Fast forward to 2006 and Commandant Michel 'The Baron' de Palma of the Marseille murder squad receives a late night phone call from a burglar. He's come across a body during his nefarious wanderings and doesn't want to be blamed. As usual, de Palma gets out of bed to inspect the crime scene, but that's where normality ends. The victim, highly respected neurosurgeon Dr Fernand Delorme, has been killed in a way not normally witnessed in 21st century France. Could there be a connection with Ballancourt's trip? De Palma hopes to find out, and, preferably, before all his prospective witnesses die.
This is Xavier-Marie Bonnot's third Commandant de Palma book (after The First Fingerprint and The Beast of Carmargue) but, I'm ashamed to say, I hadn't heard of him. This is indeed my error as The Voice of the Spirits isn't just a detective novel, it's an education. The author knows how to research, as his PhD in history and sociology demonstrates, but there's nothing for those of us without degrees to fear. He shares his research in an entertaining rather than high-brow manner that draws the reader in, providing more depth than normally expected from a crime novel. In this case, Bonnot's background information regarding the head hunting tribes in Papua New Guinea is fascinating, seasoning the story with eeriness and anticipation.

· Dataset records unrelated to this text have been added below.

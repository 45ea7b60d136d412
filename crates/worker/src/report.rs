use anyhow::Context;
use serde::Serialize;
use std::path::Path;
use zonescan_core::screen::breadth::MarketBreadth;
use zonescan_core::screen::zones::ZoneClassification;
use zonescan_core::screen::Screen;

#[derive(Debug, Serialize)]
#[serde(rename_all = "camelCase")]
pub struct RunReport<'a> {
    pub screen: &'a Screen,
    pub zones: ZoneClassification<'a>,
    pub breadth: MarketBreadth,
}

impl<'a> RunReport<'a> {
    pub fn new(screen: &'a Screen) -> Self {
        Self {
            screen,
            zones: screen.zones(),
            breadth: screen.breadth(),
        }
    }

    pub fn to_json(&self) -> anyhow::Result<String> {
        serde_json::to_string_pretty(self).context("failed to serialize run report")
    }

    /// Writes to `path`, or to stdout when no path is given.
    pub fn write(&self, path: Option<&Path>) -> anyhow::Result<()> {
        let json = self.to_json()?;
        match path {
            Some(p) => std::fs::write(p, json)
                .with_context(|| format!("failed to write report to {}", p.display())),
            None => {
                println!("{json}");
                Ok(())
            }
        }
    }
}

#[cfg(test)]
mod tests {
    use super::*;
    use zonescan_core::domain::bar::{Bar, BarSeries};
    use zonescan_core::screen::{refresh, InstrumentSeries};
    use zonescan_core::universe::Instrument;

    fn input(symbol: &str, closes: impl Iterator<Item = f64>) -> InstrumentSeries {
        let bars = closes
            .enumerate()
            .map(|(i, close)| Bar {
                timestamp: 1_748_835_900 + i as i64 * 86_400,
                open: None,
                high: close + 0.5,
                low: close - 0.5,
                close,
            })
            .collect();
        InstrumentSeries {
            instrument: Instrument::new(symbol),
            series: BarSeries::try_new(bars).unwrap(),
        }
    }

    #[test]
    fn report_includes_zones_and_breadth() {
        let screen = refresh(
            None,
            vec![
                input("TCS.NS", (0..120).map(|i| 100.0 + i as f64)),
                input("ITC.NS", (0..120).map(|i| 400.0 - i as f64)),
                input("INFY.NS", (0..50).map(|i| 100.0 + i as f64)),
            ],
        );

        let json = RunReport::new(&screen).to_json().unwrap();
        let v: serde_json::Value = serde_json::from_str(&json).unwrap();
        assert_eq!(v["screen"]["generation"], 1);
        assert_eq!(v["screen"]["snapshots"].as_array().unwrap().len(), 2);
        assert_eq!(v["screen"]["rejections"][0]["symbol"], "INFY.NS");
        assert_eq!(v["breadth"]["total"], 2);
        assert_eq!(v["zones"]["sellZone"].as_array().unwrap().len(), 2);
        assert!(v["zones"]["buyZone"].as_array().unwrap().is_empty());
    }

    #[test]
    fn writes_report_file() {
        let screen = refresh(None, vec![input("TCS.NS", (0..120).map(|i| 100.0 + i as f64))]);
        let path = std::env::temp_dir().join(format!("zonescan-report-{}.json", screen.run_id));

        RunReport::new(&screen).write(Some(&path)).unwrap();
        let written = std::fs::read_to_string(&path).unwrap();
        assert!(written.contains("\"TCS.NS\""));
        std::fs::remove_file(&path).ok();
    }
}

More of that later, but meanwhile, what of the Commandant himself?
Bonnot knows how to write (and, indeed, Justin Phipps translate) a character that will ensure future material. Michel de Palma is very human. He loves opera (like Morse) and the Clash (unlike Morse), he has a way with the ladies (definitely unlike Morse!) although strictly a one-woman man since his marriage broke up. (His heart belongs to Eva from the bakery... along with his stomach, looking at the bakery's specialities.) 'The Baron' even gets along with his colleagues, counting Commandant Maistre as a best friend as Maistre comes to terms with his own new, enforced single status. However, a lingering sadness lurks behind de Palma's sense of humour and twinkle. He's haunted by the past and his brother's untimely death. In a nutshell, 'The Baron' is the sort of character who brings any genre of book alive, making the crime itself an added bonus. In fact where the crime is concerned, the reader can more or less guess who's next for the mortuary but, due to these intricacies of character (and indeed story), it doesn't detract from the enjoyment.

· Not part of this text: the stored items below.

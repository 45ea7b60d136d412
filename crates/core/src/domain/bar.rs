use anyhow::ensure;
use serde::{Deserialize, Serialize};

/// One trading day's observation. `timestamp` is Unix epoch seconds.
#[derive(Debug, Clone, Copy, PartialEq, Serialize, Deserialize)]
pub struct Bar {
    pub timestamp: i64,
    pub open: Option<f64>,
    pub high: f64,
    pub low: f64,
    pub close: f64,
}

/// A bar as delivered by an upstream quote source, before null filtering.
#[derive(Debug, Clone, Copy, PartialEq, Serialize, Deserialize)]
pub struct RawBar {
    pub timestamp: i64,
    pub open: Option<f64>,
    pub high: Option<f64>,
    pub low: Option<f64>,
    pub close: Option<f64>,
}

impl RawBar {
    /// A bar is usable only when close, high and low are all present.
    pub fn into_bar(self) -> Option<Bar> {
        Some(Bar {
            timestamp: self.timestamp,
            open: self.open,
            high: self.high?,
            low: self.low?,
            close: self.close?,
        })
    }
}

/// Chronologically ordered bars for one instrument, oldest first.
///
/// Timestamps are strictly increasing. Missing trading days are not interpolated:
/// indicators index the series positionally.
#[derive(Debug, Clone, PartialEq)]
pub struct BarSeries {
    bars: Vec<Bar>,
}

impl BarSeries {
    pub fn try_new(bars: Vec<Bar>) -> anyhow::Result<Self> {
        for (idx, pair) in bars.windows(2).enumerate() {
            ensure!(
                pair[1].timestamp > pair[0].timestamp,
                "bar timestamps must be strictly increasing (index {}: {} after {})",
                idx + 1,
                pair[1].timestamp,
                pair[0].timestamp
            );
        }
        Ok(Self { bars })
    }

    /// Drops null-bearing bars, then validates ordering.
    pub fn from_raw(raw: impl IntoIterator<Item = RawBar>) -> anyhow::Result<Self> {
        Self::try_new(raw.into_iter().filter_map(RawBar::into_bar).collect())
    }

    pub fn bars(&self) -> &[Bar] {
        &self.bars
    }

    pub fn len(&self) -> usize {
        self.bars.len()
    }

    pub fn is_empty(&self) -> bool {
        self.bars.is_empty()
    }

    pub fn last(&self) -> Option<&Bar> {
        self.bars.last()
    }

    pub fn closes(&self) -> Vec<f64> {
        self.bars.iter().map(|b| b.close).collect()
    }

    pub fn highs(&self) -> Vec<f64> {
        self.bars.iter().map(|b| b.high).collect()
    }

    pub fn lows(&self) -> Vec<f64> {
        self.bars.iter().map(|b| b.low).collect()
    }
}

So, the next question is how does a tribe of Papuans fit into a modern day murder mystery? The answer is, under this author's care, very well. This novel is a collision of two worlds, not only tribal versus modern 'civilisation' but also superstition versus knowledge. In fact the power of the unseen is depicted so well that even the well-grounded de Palma has a creepy moment.
The influence of the Papuan tribe permeates through the novel, being seen as a negative but with lingering notes of sadness for a lost culture. It's as if Bonnot is asking, despite practices that 'civilised man' deemed savage, would the tribe have been better left alone? Bonnot is adept at imagery too. When the novel opens in 1936, the tribe's 'Men's House' is a seat of power, excluding the presence of women but recognising and celebrating their influence. This is the heart of the tribe and a place of honour for their ancestors. By the time the novel ends in 2006 that same majestic edifice is no longer a place of pride but ramshackle and overgrown by weeds as Papuans adapt to western ways.
De Palma's world as related by Bonnot has so far eluded the makers of films and television series. Looking at the popular appetite for complex detectives like Inspector Morse, I'm sure the call of the screen will arrive. However, I'm not someone to sit back and wait. I've ordered Bonnot's back catalogue and will devour it as voraciously as it deserves.
If you've enjoyed this and would like to try another crime novel with an exotic backdrop, try Anarchy and Old Dogs by Colin Cotterill.